Texte intégral
MINUTE N° : 24/186
JUGEMENT : Réputé contradictoire
DU : 15 Mai 2024
DOSSIER : N° RG 23/03154 - N° Portalis DB3T-W-B7H-UHIH / 6ème Chambre Cabinet D
AFFAIRE : [Z] / [I]
OBJET : Art. 751 du CPC - Demande en divorce autre que par consentement mutuel
TRIBUNAL JUDICIAIRE DE CRÉTEIL
LE JUGE AUX AFFAIRES FAMILIALES
Juge : Madame CHIROUSSOT
Greffier : Madame MARTINA
PARTIES :
DEMANDEUR :
Monsieur [Y] [Z]
né le [Date naissance 7] 1978 à [Localité 10] (ALGERIE)
[Adresse 4]
[Adresse 4]
[Localité 12]
représenté par Me Malika TOUDJI-BLAGHMI, avocat au barreau de VAL-DE-MARNE, vestiaire : PC 101
(bénéficie d’une aide juridictionnelle Totale numéro 2019/015651 du 28/01/2020 accordée par le bureau d’aide juridictionnelle de CRETEIL)
DÉFENDEUR :
Madame [P] [U] [I] épouse [Z]
née le [Date naissance 5] 1986 à [Localité 11]
chez M. [B]
[Adresse 8]
[Localité 9]
défaillant
1 G + 1 EX Me Malika TOUDJI-BLAGHMI
PROCÉDURE
Monsieur [Y] [Z] et Madame [P] [I] ont contracté mariage le [Date mariage 2] 2004 devant l'officier de l'état-civil de la commune de [Localité 12] (94), sans avoir fait précéder leur union d'un contrat de mariage.

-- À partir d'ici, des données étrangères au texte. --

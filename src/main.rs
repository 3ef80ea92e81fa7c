//! domewarp - warp mesh calibration for mirror-projected dome displays
//!
//! Traces the projector's frustum off a mirror onto the dome, matches the dome
//! hits against a canonical ring/segment parameterization of the dome, and
//! writes the normalized correspondence for a downstream warping renderer.

mod calibration;
mod config;
mod correspondence;
mod dome;
mod error;
mod geometry;
mod normalize;
mod output;
mod projector;
mod sampler;
mod scene;
mod tracer;

use anyhow::Result;
use clap::Parser;
use std::path::PathBuf;
use tracing::{info, Level};
use tracing_subscriber::{EnvFilter, FmtSubscriber};

use crate::config::SamplingMode;

/// domewarp - dome projection warp mesh calibration
#[derive(Parser, Debug)]
#[command(author, version, about, long_about = None)]
struct Args {
    /// Configuration file path (created with defaults if missing)
    #[arg(short, long, default_value = "calibration.toml")]
    config: PathBuf,

    /// Directory for the generated files
    #[arg(short, long)]
    output_dir: Option<PathBuf>,

    /// Sampling pattern: rect or radial
    #[arg(short, long)]
    mode: Option<SamplingMode>,

    /// Samples per row (rect mode)
    #[arg(long)]
    sample_x: Option<usize>,

    /// Samples per column (rect mode)
    #[arg(long)]
    sample_y: Option<usize>,

    /// Skip mask.txt and screen_to_dome.txt
    #[arg(long)]
    no_legacy: bool,

    /// Also write report.json
    #[arg(long)]
    report: bool,

    /// Enable verbose logging
    #[arg(short, long)]
    verbose: bool,
}

fn main() -> Result<()> {
    let args = Args::parse();

    // RUST_LOG wins over --verbose when set
    let log_level = if args.verbose { Level::DEBUG } else { Level::INFO };
    let filter = EnvFilter::try_from_default_env()
        .unwrap_or_else(|_| EnvFilter::new(log_level.as_str().to_ascii_lowercase()));
    FmtSubscriber::builder()
        .with_env_filter(filter)
        .with_target(false)
        .compact()
        .init();

    info!("domewarp v{}", env!("CARGO_PKG_VERSION"));

    let mut config = config::Config::load_or_create(&args.config)?;

    // CLI values override the file
    if let Some(dir) = args.output_dir {
        config.output.directory = dir;
    }
    if let Some(mode) = args.mode {
        config.sampling.mode = mode;
    }
    if let Some(x) = args.sample_x {
        config.sampling.sample_x = x;
    }
    if let Some(y) = args.sample_y {
        config.sampling.sample_y = y;
    }
    if args.no_legacy {
        config.output.legacy = false;
    }
    if args.report {
        config.output.report = true;
    }

    config.validate()?;

    info!(
        "Projector at {:?} cm, mirror {}, dome diameter {} cm",
        config.projector.position_cm.as_slice(),
        if config.mirror.enabled { "enabled" } else { "disabled" },
        config.dome.diameter_cm
    );
    info!("Output directory: {:?}", config.output.directory);

    let report = calibration::run(&config)?;
    for file in &report.files {
        info!("  {}", file.display());
    }

    Ok(())
}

Trois enfants sont issus de cette union :
- [W] [Z], née le [Date naissance 6] 2008,
- [E] [Z], née le [Date naissance 1] 2009,
- [O] [Z], née le [Date naissance 3] 2013,
A la suite de la requête en divorce déposée le 20 juin 2019 par Monsieur [Y] [Z], le juge aux affaires familiales a, par ordonnance de non-conciliation du 30 octobre 2020, fixé la résidence séparée des époux et a statué sur les mesures provisoires.
Par acte d’huissier en date du 26 avril 2023, Monsieur [Y] [Z] a assigné son épouse en divorce sur le fondement des articles 237 et 238 du Code civil.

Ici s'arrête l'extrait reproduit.